The UCC 2-328 as it is today, and as largely adopted verbatim by the states in the United States, is here:

    (1) In a sale by auction if goods are put up in lots each lot is the subject of a separate sale.

    (2) A sale by auction is complete when the auctioneer so announces by the fall of the hammer or in other customary manner. Where a bid is made while the hammer is falling in acceptance of a prior bid the auctioneer may in his discretion reopen the bidding or declare the goods sold under the bid on which the hammer was falling.

    (3) Such a sale is with reserve unless the goods are in explicit terms put up without reserve. In an auction with reserve the auctioneer may withdraw the goods at any time until he announces completion of the sale. In an auction without reserve, after the auctioneer calls for bids on an article or lot, that article or lot cannot be withdrawn unless no bid is made within a reasonable time. In either case a bidder may retract his bid until the auctioneer’s announcement of completion of the sale, but a bidder’s retraction does not revive any previous bid.
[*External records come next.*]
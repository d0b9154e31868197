//! Centralized configuration for the acceptor pool.
//!
//! `PoolConfig` holds fixed constants. `PoolOptions` is the per-pool value
//! object passed through unmodified to every endpoint the factory creates.

use crate::error::{PoolError, Result};
use serde::{Deserialize, Serialize};
use std::path::Path;
use std::time::Duration;

/// Pool-wide constants.
pub struct PoolConfig;

impl PoolConfig {
    /// Number of listener loops (and listening endpoints) per pool.
    pub const POOL_SIZE: usize = 4;

    // Client side
    pub const CLIENT_CONNECT_TIMEOUT: Duration = Duration::from_secs(5);
    pub const PIPE_BUSY_RETRY_DELAY: Duration = Duration::from_millis(50);

    // Unix socket placement
    pub const SOCKET_FILE_SUFFIX: &'static str = ".sock";
    pub const OWNER_ONLY_MODE: u32 = 0o600;

    /// Delay used by `SlotFailurePolicy::restart()`.
    pub const SLOT_RESTART_DELAY: Duration = Duration::from_secs(1);
}

/// Platform access-control descriptor applied to each endpoint.
///
/// Opaque to the pool: it is validated for the current platform and then
/// handed to the endpoint factory untouched.
#[derive(Debug, Clone, PartialEq, Eq, Serialize, Deserialize)]
#[serde(tag = "kind", content = "value", rename_all = "snake_case")]
pub enum AccessControl {
    /// Windows security descriptor in SDDL form, e.g. `D:P(A;;GA;;;SY)`.
    Sddl(String),
    /// Unix permission bits for the socket file, e.g. `0o660`.
    Mode(u32),
}

/// Accept options shared by every endpoint in a pool.
#[derive(Debug, Clone, Default, PartialEq, Eq, Serialize, Deserialize)]
#[serde(default)]
pub struct PoolOptions {
    /// Only allow the current user to connect.
    pub restrict_to_current_user: bool,
    /// Explicit descriptor, used instead of `restrict_to_current_user`.
    pub access_control: Option<AccessControl>,
}

impl PoolOptions {
    /// Options restricting the channel to the current user.
    pub fn current_user_only() -> Self {
        Self {
            restrict_to_current_user: true,
            access_control: None,
        }
    }

    /// Options applying an explicit access-control descriptor.
    pub fn with_access_control(access_control: AccessControl) -> Self {
        Self {
            restrict_to_current_user: false,
            access_control: Some(access_control),
        }
    }

    /// Load options from a JSON file.
    pub fn from_json_file(path: &Path) -> Result<Self> {
        let content =
            std::fs::read_to_string(path).map_err(|e| PoolError::io_with_path(e, path))?;
        let options: PoolOptions = serde_json::from_str(&content)?;
        options.validate()?;
        Ok(options)
    }

    /// Check option consistency for the current platform.
    pub fn validate(&self) -> Result<()> {
        let Some(access_control) = &self.access_control else {
            return Ok(());
        };

        if self.restrict_to_current_user {
            return Err(PoolError::InvalidOptions {
                message: "restrict_to_current_user and access_control are mutually exclusive"
                    .to_string(),
            });
        }

        match access_control {
            AccessControl::Sddl(sddl) => {
                if !cfg!(windows) {
                    return Err(PoolError::InvalidOptions {
                        message: "SDDL access control is only supported on Windows".to_string(),
                    });
                }
                if sddl.trim().is_empty() {
                    return Err(PoolError::InvalidOptions {
                        message: "SDDL descriptor must not be empty".to_string(),
                    });
                }
            }
            AccessControl::Mode(mode) => {
                if !cfg!(unix) {
                    return Err(PoolError::InvalidOptions {
                        message: "Mode access control is only supported on Unix".to_string(),
                    });
                }
                if *mode > 0o777 {
                    return Err(PoolError::InvalidOptions {
                        message: format!("Mode {:#o} has bits outside 0o777", mode),
                    });
                }
            }
        }

        Ok(())
    }
}

/// What a listener loop does after an unexpected endpoint or accept error.
#[derive(Debug, Clone, Copy, PartialEq, Eq, Default)]
pub enum SlotFailurePolicy {
    /// The slot ends for the rest of the pool's life. Capacity drops by one.
    #[default]
    Retire,
    /// The slot waits `delay` (cancellable) and re-enters its loop.
    Restart { delay: Duration },
}

impl SlotFailurePolicy {
    /// Restart policy with the default delay.
    pub fn restart() -> Self {
        SlotFailurePolicy::Restart {
            delay: PoolConfig::SLOT_RESTART_DELAY,
        }
    }
}
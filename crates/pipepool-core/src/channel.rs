//! Channel names: the rendezvous identifier shared by every endpoint.

use crate::error::{PoolError, Result};
use std::fmt;
use std::sync::Arc;

/// Longest name Windows accepts after the `\\.\pipe\` prefix.
const MAX_NAME_LEN: usize = 256;

/// Immutable, validated channel name. Cheap to clone across slots.
#[derive(Debug, Clone, PartialEq, Eq, Hash)]
pub struct ChannelName(Arc<str>);

impl ChannelName {
    /// Validate and wrap a channel name.
    pub fn new(name: impl AsRef<str>) -> Result<Self> {
        let name = name.as_ref();
        let invalid = |reason: &str| PoolError::InvalidChannelName {
            name: name.to_string(),
            reason: reason.to_string(),
        };

        if name.trim().is_empty() {
            return Err(invalid("must not be empty"));
        }
        if name.contains('\0') {
            return Err(invalid("must not contain NUL"));
        }
        if name.len() > MAX_NAME_LEN {
            return Err(invalid("longer than 256 bytes"));
        }
        #[cfg(windows)]
        {
            if name.contains('\\') {
                return Err(invalid("must not contain a backslash"));
            }
        }

        Ok(Self(Arc::from(name)))
    }

    pub fn as_str(&self) -> &str {
        &self.0
    }
}

impl fmt::Display for ChannelName {
    fn fmt(&self, f: &mut fmt::Formatter<'_>) -> fmt::Result {
        f.write_str(&self.0)
    }
}

impl TryFrom<&str> for ChannelName {
    type Error = PoolError;

    fn try_from(value: &str) -> Result<Self> {
        Self::new(value)
    }
}

impl TryFrom<String> for ChannelName {
    type Error = PoolError;

    fn try_from(value: String) -> Result<Self> {
        Self::new(value)
    }
}

#[cfg(test)]
mod tests {
    use super::*;

    #[test]
    fn test_valid_name() {
        let name = ChannelName::new("pipepool-demo").unwrap();
        assert_eq!(name.as_str(), "pipepool-demo");
        assert_eq!(name.to_string(), "pipepool-demo");
    }

    #[test]
    fn test_rejects_empty_and_blank() {
        assert!(ChannelName::new("").is_err());
        assert!(ChannelName::new("   ").is_err());
    }

    #[test]
    fn test_rejects_nul_and_overlong() {
        assert!(ChannelName::new("a\0b").is_err());
        assert!(ChannelName::new("x".repeat(MAX_NAME_LEN + 1)).is_err());
    }

    #[test]
    fn test_clones_share_storage() {
        let a = ChannelName::try_from("shared").unwrap();
        let b = a.clone();
        assert!(Arc::ptr_eq(&a.0, &b.0));
    }
}
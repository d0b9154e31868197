//! Fixed-size acceptor pool.
//!
//! # Architecture
//!
//! - **Endpoint factory** (`platform`): creates listening endpoints on the channel
//! - **Listener loops** (`listener`): one task per slot, accept → dispatch → re-arm
//! - **Lifecycle** (this module): `Stopped → Running → Disposed`, terminal
//!
//! # Thread Safety
//!
//! The channel name, options and handler are immutable and shared via `Arc`.
//! The cancellation token is the only mutable shared state. Each connection is
//! owned by exactly one task at a time, so connections need no locks.

mod listener;
pub mod tracker;

use crate::cancel::CancellationToken;
use crate::channel::ChannelName;
use crate::config::{PoolConfig, PoolOptions, SlotFailurePolicy};
use crate::diagnostics::{DiagnosticHook, TracingDiagnostics};
use crate::error::{PoolError, Result};
use crate::handler::ConnectionHandler;
use crate::platform::{self, EndpointFactory};
use std::sync::atomic::{AtomicU8, Ordering};
use std::sync::{Arc, Mutex};
use tokio::runtime::Handle;
use tokio::task::JoinHandle;
use tracing::{debug, info, warn};
use tracker::PoolCounters;

/// Lifecycle state of an [`AcceptorPool`].
///
/// `Disposed` is terminal: a disposed pool cannot be started again.
#[derive(Debug, Clone, Copy, PartialEq, Eq)]
#[repr(u8)]
pub enum PoolState {
    Stopped = 0,
    Running = 1,
    Disposed = 2,
}

impl PoolState {
    fn from_u8(value: u8) -> Self {
        match value {
            0 => PoolState::Stopped,
            1 => PoolState::Running,
            _ => PoolState::Disposed,
        }
    }
}

/// State shared by the pool handle and every slot task.
pub(crate) struct PoolShared {
    pub(crate) channel: ChannelName,
    pub(crate) factory: EndpointFactory,
    pub(crate) handler: Arc<dyn ConnectionHandler>,
    pub(crate) diagnostics: Arc<dyn DiagnosticHook>,
    pub(crate) failure_policy: SlotFailurePolicy,
    pub(crate) cancel: CancellationToken,
    pub(crate) counters: PoolCounters,
}

/// Keeps `pool_size` endpoints listening on a channel and hands each
/// accepted connection to a [`ConnectionHandler`].
///
/// Dropping the pool disposes it.
pub struct AcceptorPool {
    shared: Arc<PoolShared>,
    state: AtomicU8,
    pool_size: usize,
    runtime: Handle,
    slots: Mutex<Vec<JoinHandle<()>>>,
}

impl AcceptorPool {
    /// Create a pool with default diagnostics and `PoolConfig::POOL_SIZE` slots.
    ///
    /// Must be called inside a tokio runtime; slot tasks are spawned on it.
    pub fn new<H: ConnectionHandler>(
        channel: impl AsRef<str>,
        options: PoolOptions,
        handler: Arc<H>,
    ) -> Result<Self> {
        Self::builder(channel).options(options).build(handler)
    }

    pub fn builder(channel: impl AsRef<str>) -> AcceptorPoolBuilder {
        AcceptorPoolBuilder::new(channel)
    }

    /// Begin accepting. Spawns one listener loop per slot.
    ///
    /// Only the first call on a stopped pool has any effect.
    pub fn start(&self) {
        if let Err(current) = self.state.compare_exchange(
            PoolState::Stopped as u8,
            PoolState::Running as u8,
            Ordering::SeqCst,
            Ordering::SeqCst,
        ) {
            debug!(
                channel = %self.shared.channel,
                state = ?PoolState::from_u8(current),
                "start() ignored"
            );
            return;
        }

        let mut slots = self.lock_slots();
        for slot in 0..self.pool_size {
            let shared = Arc::clone(&self.shared);
            slots.push(self.runtime.spawn(listener::run_slot(shared, slot)));
        }

        info!(
            channel = %self.shared.channel,
            pool_size = self.pool_size,
            transport = platform::transport_name(),
            "Acceptor pool started"
        );
    }

    /// Stop accepting new connections.
    ///
    /// Does not wait for slots to exit and does not touch connections that
    /// were already accepted; their handlers run to completion.
    pub fn dispose(&self) {
        let previous = self.state.swap(PoolState::Disposed as u8, Ordering::SeqCst);
        if previous == PoolState::Disposed as u8 {
            return;
        }

        self.shared.cancel.cancel();
        self.shared.factory.close();
        info!(
            channel = %self.shared.channel,
            in_flight = self.active_connections(),
            "Acceptor pool disposed"
        );
    }

    /// Alias for [`dispose`](Self::dispose).
    pub fn close(&self) {
        self.dispose();
    }

    /// Dispose, then wait for every listener loop to exit.
    ///
    /// In-flight handlers are still not awaited.
    pub async fn shutdown(&self) {
        self.dispose();

        let handles = std::mem::take(&mut *self.lock_slots());
        for handle in handles {
            if let Err(e) = handle.await {
                warn!(channel = %self.shared.channel, error = %e, "Listener slot task failed");
            }
        }
    }

    pub fn state(&self) -> PoolState {
        PoolState::from_u8(self.state.load(Ordering::SeqCst))
    }

    pub fn channel(&self) -> &ChannelName {
        &self.shared.channel
    }

    pub fn pool_size(&self) -> usize {
        self.pool_size
    }

    /// Endpoints currently waiting for a peer.
    pub fn listening_endpoints(&self) -> usize {
        self.shared.counters.listening.get()
    }

    /// Connections whose handler has not finished yet.
    pub fn active_connections(&self) -> usize {
        self.shared.counters.active_connections.get()
    }

    /// Listener loops still running. Falls below `pool_size` when a slot retires.
    pub fn live_slots(&self) -> usize {
        self.shared.counters.live_slots.get()
    }

    fn lock_slots(&self) -> std::sync::MutexGuard<'_, Vec<JoinHandle<()>>> {
        self.slots.lock().unwrap_or_else(|e| e.into_inner())
    }
}

impl Drop for AcceptorPool {
    fn drop(&mut self) {
        self.dispose();
    }
}

impl std::fmt::Debug for AcceptorPool {
    fn fmt(&self, f: &mut std::fmt::Formatter<'_>) -> std::fmt::Result {
        f.debug_struct("AcceptorPool")
            .field("channel", &self.shared.channel)
            .field("state", &self.state())
            .field("pool_size", &self.pool_size)
            .field("listening", &self.listening_endpoints())
            .field("active_connections", &self.active_connections())
            .finish()
    }
}

/// Builder for [`AcceptorPool`].
pub struct AcceptorPoolBuilder {
    channel: String,
    options: PoolOptions,
    diagnostics: Arc<dyn DiagnosticHook>,
    failure_policy: SlotFailurePolicy,
    pool_size: usize,
}

impl AcceptorPoolBuilder {
    fn new(channel: impl AsRef<str>) -> Self {
        Self {
            channel: channel.as_ref().to_string(),
            options: PoolOptions::default(),
            diagnostics: Arc::new(TracingDiagnostics),
            failure_policy: SlotFailurePolicy::default(),
            pool_size: PoolConfig::POOL_SIZE,
        }
    }

    pub fn options(mut self, options: PoolOptions) -> Self {
        self.options = options;
        self
    }

    pub fn diagnostics<D: DiagnosticHook>(mut self, diagnostics: Arc<D>) -> Self {
        let diagnostics: Arc<dyn DiagnosticHook> = diagnostics;
        self.diagnostics = diagnostics;
        self
    }

    pub fn slot_failure_policy(mut self, policy: SlotFailurePolicy) -> Self {
        self.failure_policy = policy;
        self
    }

    pub fn pool_size(mut self, pool_size: usize) -> Self {
        self.pool_size = pool_size;
        self
    }

    /// Validate inputs and create a stopped pool.
    pub fn build<H: ConnectionHandler>(self, handler: Arc<H>) -> Result<AcceptorPool> {
        let channel = ChannelName::new(&self.channel)?;
        if self.pool_size == 0 {
            return Err(PoolError::InvalidOptions {
                message: "pool_size must be at least 1".to_string(),
            });
        }
        let runtime = Handle::try_current().map_err(|_| PoolError::NoRuntime)?;
        let factory = EndpointFactory::new(channel.clone(), self.options)?;

        let handler: Arc<dyn ConnectionHandler> = handler;
        let shared = PoolShared {
            channel,
            factory,
            handler,
            diagnostics: self.diagnostics,
            failure_policy: self.failure_policy,
            cancel: CancellationToken::new(),
            counters: PoolCounters::default(),
        };

        Ok(AcceptorPool {
            shared: Arc::new(shared),
            state: AtomicU8::new(PoolState::Stopped as u8),
            pool_size: self.pool_size,
            runtime,
            slots: Mutex::new(Vec::new()),
        })
    }
}

#[cfg(test)]
mod tests {
    use super::*;
    use crate::platform::Connection;

    struct NoopHandler;

    #[async_trait::async_trait]
    impl ConnectionHandler for NoopHandler {
        async fn handle(&self, _connection: &mut Connection) -> anyhow::Result<()> {
            Ok(())
        }
    }

    #[test]
    fn test_build_requires_runtime() {
        let result = AcceptorPool::new("no-runtime", PoolOptions::default(), Arc::new(NoopHandler));
        assert!(matches!(result, Err(PoolError::NoRuntime)));
    }

    #[tokio::test]
    async fn test_rejects_empty_channel() {
        let result = AcceptorPool::new("", PoolOptions::default(), Arc::new(NoopHandler));
        assert!(matches!(result, Err(PoolError::InvalidChannelName { .. })));
    }

    #[tokio::test]
    async fn test_rejects_zero_pool_size() {
        let result = AcceptorPool::builder("zero")
            .pool_size(0)
            .build(Arc::new(NoopHandler));
        assert!(matches!(result, Err(PoolError::InvalidOptions { .. })));
    }

    #[tokio::test]
    async fn test_new_pool_is_stopped() {
        let pool = AcceptorPool::new("stopped", PoolOptions::default(), Arc::new(NoopHandler))
            .unwrap();
        assert_eq!(pool.state(), PoolState::Stopped);
        assert_eq!(pool.pool_size(), PoolConfig::POOL_SIZE);
        assert_eq!(pool.live_slots(), 0);
        assert_eq!(pool.listening_endpoints(), 0);
    }

    #[tokio::test]
    async fn test_dispose_before_start_is_terminal() {
        let pool = AcceptorPool::new("never-started", PoolOptions::default(), Arc::new(NoopHandler))
            .unwrap();
        pool.dispose();
        pool.dispose();
        assert_eq!(pool.state(), PoolState::Disposed);

        pool.start();
        assert_eq!(pool.state(), PoolState::Disposed);
        assert!(pool.lock_slots().is_empty());
    }

    #[test]
    fn test_state_roundtrip() {
        for state in [PoolState::Stopped, PoolState::Running, PoolState::Disposed] {
            assert_eq!(PoolState::from_u8(state as u8), state);
        }
    }
}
    (4) If the auctioneer knowingly receives a bid on the seller’s behalf or the seller makes or procures such a bid, and notice has not been given that liberty for such bidding is reserved, the buyer may at his option avoid the sale or take the goods at the price of the last good faith bid prior to the completion of the sale. This subsection shall not apply to any bid at a forced sale.

If I had written these four paragraphs, mine would look like this:

    (1) In a sale by auction if property is put up in lots each lot is the subject of a separate sale.

    (2) A sale by auction is complete when the auctioneer so announces by the fall of the hammer or in other customary manner.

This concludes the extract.